Interruption is All You Need: Improving Reasoning Model Refusal Rates through measuring Parallel Reasoning Diversity

A novel approach to reducing hallucinations in large language models through parallel reasoning and diversity measurement

David BaiVijay KumaravelBalaji Kumaravel
June 2024

Abstract

We propose a method for increasing LLM refusal rates on questions they'd typically get incorrect by utilizing inference-time compute to scale reasoning, then verifying the diversity of reasoning chains that arrive towards a coherent answer. Given a query, we run inference on Deepseek R1, then interrupt it at N tokens, injecting an interruption token: "No, but". We then run P parallel inferences from that Nth token, allowing us to sample different reasoning traces given the same interruption token. Once R1 has resolved to an answer, we utilize an SLM to judge the coherence and diversity of the P reasoning traces with a score. If this score exceeds a tuned threshold, we choose to reject the original LLM answer and choose not to attempt to answer the respective question.

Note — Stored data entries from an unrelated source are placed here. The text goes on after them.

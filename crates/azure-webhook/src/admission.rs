//! Admission review handling
//!
//! Decodes an `AdmissionReview`, runs the route's mutator on the typed
//! object and answers with a JSON patch between the object before and after
//! mutation. The patch only ever covers fields of the typed view.

use std::sync::Arc;

use axum::extract::State;
use axum::Json;
use kube::api::DynamicObject;
use kube::core::admission::{AdmissionRequest, AdmissionResponse, AdmissionReview, Operation};
use tracing::{debug, error, info, warn};

use azure_common::Result;

use crate::object::{AdmittedObject, Mutator};

/// Handler state: the mutator serving one route
#[derive(Clone)]
pub struct MutatorState {
    mutator: Arc<dyn Mutator>,
}

impl MutatorState {
    /// Wrap a mutator for use as router state
    pub fn new(mutator: Arc<dyn Mutator>) -> Self {
        Self { mutator }
    }
}

/// Handle a mutating admission review
pub async fn mutate_handler(
    State(state): State<MutatorState>,
    Json(body): Json<AdmissionReview<DynamicObject>>,
) -> Json<AdmissionReview<DynamicObject>> {
    let req: AdmissionRequest<DynamicObject> = match body.try_into() {
        Ok(req) => req,
        Err(e) => {
            error!(error = %e, "Failed to parse admission request");
            return Json(AdmissionResponse::invalid(e.to_string()).into_review());
        }
    };

    let response = review(state.mutator.as_ref(), &req).await;
    Json(response.into_review())
}

/// Run `mutator` against a single admission request
pub async fn review(
    mutator: &dyn Mutator,
    request: &AdmissionRequest<DynamicObject>,
) -> AdmissionResponse {
    let uid = request.uid.clone();

    if request.operation == Operation::Delete {
        debug!(uid = %uid, mutator = mutator.name(), "Delete request, allowing unchanged");
        return AdmissionResponse::from(request);
    }

    let Some(obj) = request.object.as_ref() else {
        debug!(uid = %uid, mutator = mutator.name(), "No object in request, allowing unchanged");
        return AdmissionResponse::from(request);
    };

    match mutate_object(mutator, obj, request.old_object.as_ref()).await {
        Ok(None) => {
            debug!(uid = %uid, mutator = mutator.name(), name = ?obj.metadata.name, "No mutation required");
            AdmissionResponse::from(request)
        }
        Ok(Some(patch)) => {
            info!(
                uid = %uid,
                mutator = mutator.name(),
                name = ?obj.metadata.name,
                namespace = ?obj.metadata.namespace,
                patch_ops = patch.0.len(),
                "Applying patch"
            );
            match AdmissionResponse::from(request).with_patch(patch) {
                Ok(response) => response,
                Err(e) => {
                    error!(uid = %uid, error = %e, "Failed to serialize patch");
                    AdmissionResponse::from(request).deny(format!("patch serialization error: {e}"))
                }
            }
        }
        Err(e) => {
            warn!(
                uid = %uid,
                mutator = mutator.name(),
                name = ?obj.metadata.name,
                error = %e,
                "Mutation failed"
            );
            AdmissionResponse::from(request).deny(format!("{}: {}", mutator.name(), e))
        }
    }
}

/// Mutate the admitted object and diff it against its typed form before mutation
async fn mutate_object(
    mutator: &dyn Mutator,
    obj: &DynamicObject,
    old: Option<&DynamicObject>,
) -> Result<Option<json_patch::Patch>> {
    let mut new = AdmittedObject::try_from(obj)?;
    let old = old.map(AdmittedObject::try_from).transpose()?;

    let before = new.to_value()?;
    mutator.mutate(&mut new, old.as_ref()).await?;
    let after = new.to_value()?;

    let patch = json_patch::diff(&before, &after);
    Ok((!patch.0.is_empty()).then_some(patch))
}

#[cfg(test)]
mod tests {
    use super::*;
    use crate::ShootMutator;
    use async_trait::async_trait;
    use azure_common::Error;
    use serde_json::json;

    struct FailingMutator;

    #[async_trait]
    impl Mutator for FailingMutator {
        fn name(&self) -> &'static str {
            "failing"
        }

        async fn mutate(&self, _: &mut AdmittedObject, _: Option<&AdmittedObject>) -> Result<()> {
            Err(Error::context_lookup("shoot--dev--foo", "boom"))
        }
    }

    fn shoot_json(provider_config: Option<serde_json::Value>) -> serde_json::Value {
        let mut networking = json!({"type": "cilium", "nodes": "10.250.0.0/16"});
        if let Some(pc) = provider_config {
            networking["providerConfig"] = pc;
        }
        json!({
            "apiVersion": "core.gardener.cloud/v1beta1",
            "kind": "Shoot",
            "metadata": {"name": "foo", "namespace": "garden-dev"},
            "spec": {
                "seedName": "azure",
                "provider": {"type": "azure", "workers": [{"name": "test"}]},
                "region": "eastus",
                "networking": networking
            }
        })
    }

    fn request(
        operation: &str,
        object: Option<serde_json::Value>,
        old: Option<serde_json::Value>,
    ) -> AdmissionRequest<DynamicObject> {
        let mut req = json!({
            "uid": "test-uid",
            "kind": {"group": "core.gardener.cloud", "version": "v1beta1", "kind": "Shoot"},
            "resource": {"group": "core.gardener.cloud", "version": "v1beta1", "resource": "shoots"},
            "name": "foo",
            "namespace": "garden-dev",
            "operation": operation,
            "userInfo": {}
        });
        if let Some(obj) = object {
            req["object"] = obj;
        }
        if let Some(old) = old {
            req["oldObject"] = old;
        }
        let review: AdmissionReview<DynamicObject> = serde_json::from_value(json!({
            "apiVersion": "admission.k8s.io/v1",
            "kind": "AdmissionReview",
            "request": req
        }))
        .unwrap();
        review.try_into().unwrap()
    }

    fn decode_patch(response: &AdmissionResponse) -> serde_json::Value {
        serde_json::from_slice(response.patch.as_ref().expect("patch")).unwrap()
    }

    #[tokio::test]
    async fn create_yields_overlay_patch() {
        let req = request("CREATE", Some(shoot_json(None)), None);
        let resp = review(&ShootMutator::new(), &req).await;

        assert!(resp.allowed);
        assert_eq!(
            decode_patch(&resp),
            json!([{
                "op": "add",
                "path": "/spec/networking/providerConfig",
                "value": {
                    "apiVersion": "cilium.networking.extensions.gardener.cloud/v1alpha1",
                    "kind": "NetworkConfig",
                    "overlay": {"enabled": false}
                }
            }])
        );
    }

    #[tokio::test]
    async fn unchanged_update_has_no_patch() {
        let req = request("UPDATE", Some(shoot_json(None)), Some(shoot_json(None)));
        let resp = review(&ShootMutator::new(), &req).await;
        assert!(resp.allowed);
        assert!(resp.patch.is_none());
    }

    #[tokio::test]
    async fn delete_is_allowed_unchanged() {
        let req = request("DELETE", None, Some(shoot_json(None)));
        let resp = review(&ShootMutator::new(), &req).await;
        assert!(resp.allowed);
        assert!(resp.patch.is_none());
    }

    #[tokio::test]
    async fn mutator_errors_deny() {
        let req = request("CREATE", Some(shoot_json(None)), None);
        let resp = review(&FailingMutator, &req).await;
        assert!(!resp.allowed);
        assert!(resp.result.message.contains("failing"));
        assert!(resp.result.message.contains("boom"));
    }

    #[tokio::test]
    async fn malformed_payload_denies() {
        let req = request("CREATE", Some(shoot_json(Some(json!({"overlay": 1})))), None);
        let resp = review(&ShootMutator::new(), &req).await;
        assert!(!resp.allowed);
        assert!(resp.result.message.contains("cilium NetworkConfig"));
    }

    #[tokio::test]
    async fn unknown_kind_denies() {
        let obj = json!({"apiVersion": "v1", "kind": "ConfigMap", "metadata": {"name": "foo"}});
        let req = request("CREATE", Some(obj), None);
        let resp = review(&ShootMutator::new(), &req).await;
        assert!(!resp.allowed);
        assert!(resp.result.message.contains("v1/ConfigMap"));
    }
}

We find this method maintains accuracy while increasing refusal rates on incorrect answers, with further work necessary to derive the optimum Nth token at which to inject. We believe this method is highly applicable to deployments and spaces where false negatives are highly consequential— such as high-trust environments like the medical or legal field, or in spaces where LLM outputs are too large to be human-verified, where this method is a form of scaleable oversight.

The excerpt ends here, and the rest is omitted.